#### Recorded information

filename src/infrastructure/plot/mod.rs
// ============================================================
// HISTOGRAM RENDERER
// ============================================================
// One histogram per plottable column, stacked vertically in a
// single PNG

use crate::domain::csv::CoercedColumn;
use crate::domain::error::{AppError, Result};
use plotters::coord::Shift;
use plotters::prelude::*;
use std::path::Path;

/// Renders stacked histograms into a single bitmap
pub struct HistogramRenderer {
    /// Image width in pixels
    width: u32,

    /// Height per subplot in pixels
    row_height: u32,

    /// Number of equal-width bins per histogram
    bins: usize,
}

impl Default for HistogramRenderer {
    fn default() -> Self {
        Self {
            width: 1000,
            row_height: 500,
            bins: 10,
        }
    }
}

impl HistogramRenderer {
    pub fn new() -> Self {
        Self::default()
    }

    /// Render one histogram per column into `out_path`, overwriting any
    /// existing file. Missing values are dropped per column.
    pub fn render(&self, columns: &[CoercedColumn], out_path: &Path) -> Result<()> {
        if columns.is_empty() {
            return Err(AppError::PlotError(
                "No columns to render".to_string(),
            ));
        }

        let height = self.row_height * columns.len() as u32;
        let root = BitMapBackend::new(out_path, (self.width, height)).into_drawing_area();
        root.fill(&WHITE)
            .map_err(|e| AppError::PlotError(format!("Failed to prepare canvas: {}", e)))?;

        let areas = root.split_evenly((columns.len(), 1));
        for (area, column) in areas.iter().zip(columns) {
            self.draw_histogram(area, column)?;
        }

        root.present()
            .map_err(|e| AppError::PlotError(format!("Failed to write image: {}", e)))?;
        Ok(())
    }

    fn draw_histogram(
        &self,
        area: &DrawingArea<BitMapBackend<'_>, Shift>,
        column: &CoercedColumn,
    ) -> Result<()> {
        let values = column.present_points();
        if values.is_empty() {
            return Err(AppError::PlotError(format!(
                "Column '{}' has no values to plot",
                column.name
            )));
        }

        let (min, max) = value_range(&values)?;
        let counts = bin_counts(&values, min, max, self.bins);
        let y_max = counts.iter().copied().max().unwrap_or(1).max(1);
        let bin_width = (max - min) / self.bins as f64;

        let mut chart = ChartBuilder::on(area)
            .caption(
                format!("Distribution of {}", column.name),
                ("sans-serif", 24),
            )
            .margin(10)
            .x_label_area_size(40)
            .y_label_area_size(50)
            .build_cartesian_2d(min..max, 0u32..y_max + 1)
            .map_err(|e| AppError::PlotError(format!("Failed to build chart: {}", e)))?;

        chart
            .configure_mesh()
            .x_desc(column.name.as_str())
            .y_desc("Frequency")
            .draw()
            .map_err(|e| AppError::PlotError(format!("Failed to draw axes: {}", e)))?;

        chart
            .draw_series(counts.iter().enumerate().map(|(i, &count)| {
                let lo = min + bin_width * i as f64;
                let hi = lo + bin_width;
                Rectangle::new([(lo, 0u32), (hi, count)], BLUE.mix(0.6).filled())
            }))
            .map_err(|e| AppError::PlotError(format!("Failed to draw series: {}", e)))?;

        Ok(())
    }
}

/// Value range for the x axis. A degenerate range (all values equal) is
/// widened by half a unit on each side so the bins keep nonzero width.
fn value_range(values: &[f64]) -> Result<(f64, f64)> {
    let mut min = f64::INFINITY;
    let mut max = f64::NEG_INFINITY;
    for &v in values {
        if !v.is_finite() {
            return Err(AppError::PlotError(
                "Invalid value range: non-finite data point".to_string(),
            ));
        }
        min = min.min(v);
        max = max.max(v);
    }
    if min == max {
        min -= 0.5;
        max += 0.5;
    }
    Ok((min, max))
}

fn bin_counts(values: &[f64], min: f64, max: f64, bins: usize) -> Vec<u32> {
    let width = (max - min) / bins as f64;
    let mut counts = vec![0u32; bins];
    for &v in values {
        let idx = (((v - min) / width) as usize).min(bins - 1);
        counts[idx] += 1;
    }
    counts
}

########
#### Recorded information

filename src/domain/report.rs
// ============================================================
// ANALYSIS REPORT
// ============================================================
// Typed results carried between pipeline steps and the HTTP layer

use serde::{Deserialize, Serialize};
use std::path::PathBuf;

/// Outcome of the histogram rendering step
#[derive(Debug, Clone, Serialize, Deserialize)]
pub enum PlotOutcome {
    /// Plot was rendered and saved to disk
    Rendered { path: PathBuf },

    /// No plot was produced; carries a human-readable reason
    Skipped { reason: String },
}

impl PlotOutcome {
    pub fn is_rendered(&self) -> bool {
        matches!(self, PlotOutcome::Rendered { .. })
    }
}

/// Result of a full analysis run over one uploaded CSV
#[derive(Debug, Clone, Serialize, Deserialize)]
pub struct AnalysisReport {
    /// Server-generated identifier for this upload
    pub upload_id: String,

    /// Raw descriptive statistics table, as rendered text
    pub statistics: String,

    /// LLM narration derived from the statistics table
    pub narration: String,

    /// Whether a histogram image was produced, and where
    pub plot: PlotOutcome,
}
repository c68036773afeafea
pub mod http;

########

Exercise directions: Return only the part of the records above that opens with the line containing "filename src/infrastructure/plot/mod.rs" and closes with the line containing "let height = self.row_height", ends included.

Exercise answer:
filename src/infrastructure/plot/mod.rs
// ============================================================
// HISTOGRAM RENDERER
// ============================================================
// One histogram per plottable column, stacked vertically in a
// single PNG

use crate::domain::csv::CoercedColumn;
use crate::domain::error::{AppError, Result};
use plotters::coord::Shift;
use plotters::prelude::*;
use std::path::Path;

/// Renders stacked histograms into a single bitmap
pub struct HistogramRenderer {
    /// Image width in pixels
    width: u32,

    /// Height per subplot in pixels
    row_height: u32,

    /// Number of equal-width bins per histogram
    bins: usize,
}

impl Default for HistogramRenderer {
    fn default() -> Self {
        Self {
            width: 1000,
            row_height: 500,
            bins: 10,
        }
    }
}

impl HistogramRenderer {
    pub fn new() -> Self {
        Self::default()
    }

    /// Render one histogram per column into `out_path`, overwriting any
    /// existing file. Missing values are dropped per column.
    pub fn render(&self, columns: &[CoercedColumn], out_path: &Path) -> Result<()> {
        if columns.is_empty() {
            return Err(AppError::PlotError(
                "No columns to render".to_string(),
            ));
        }

        let height = self.row_height * columns.len() as u32;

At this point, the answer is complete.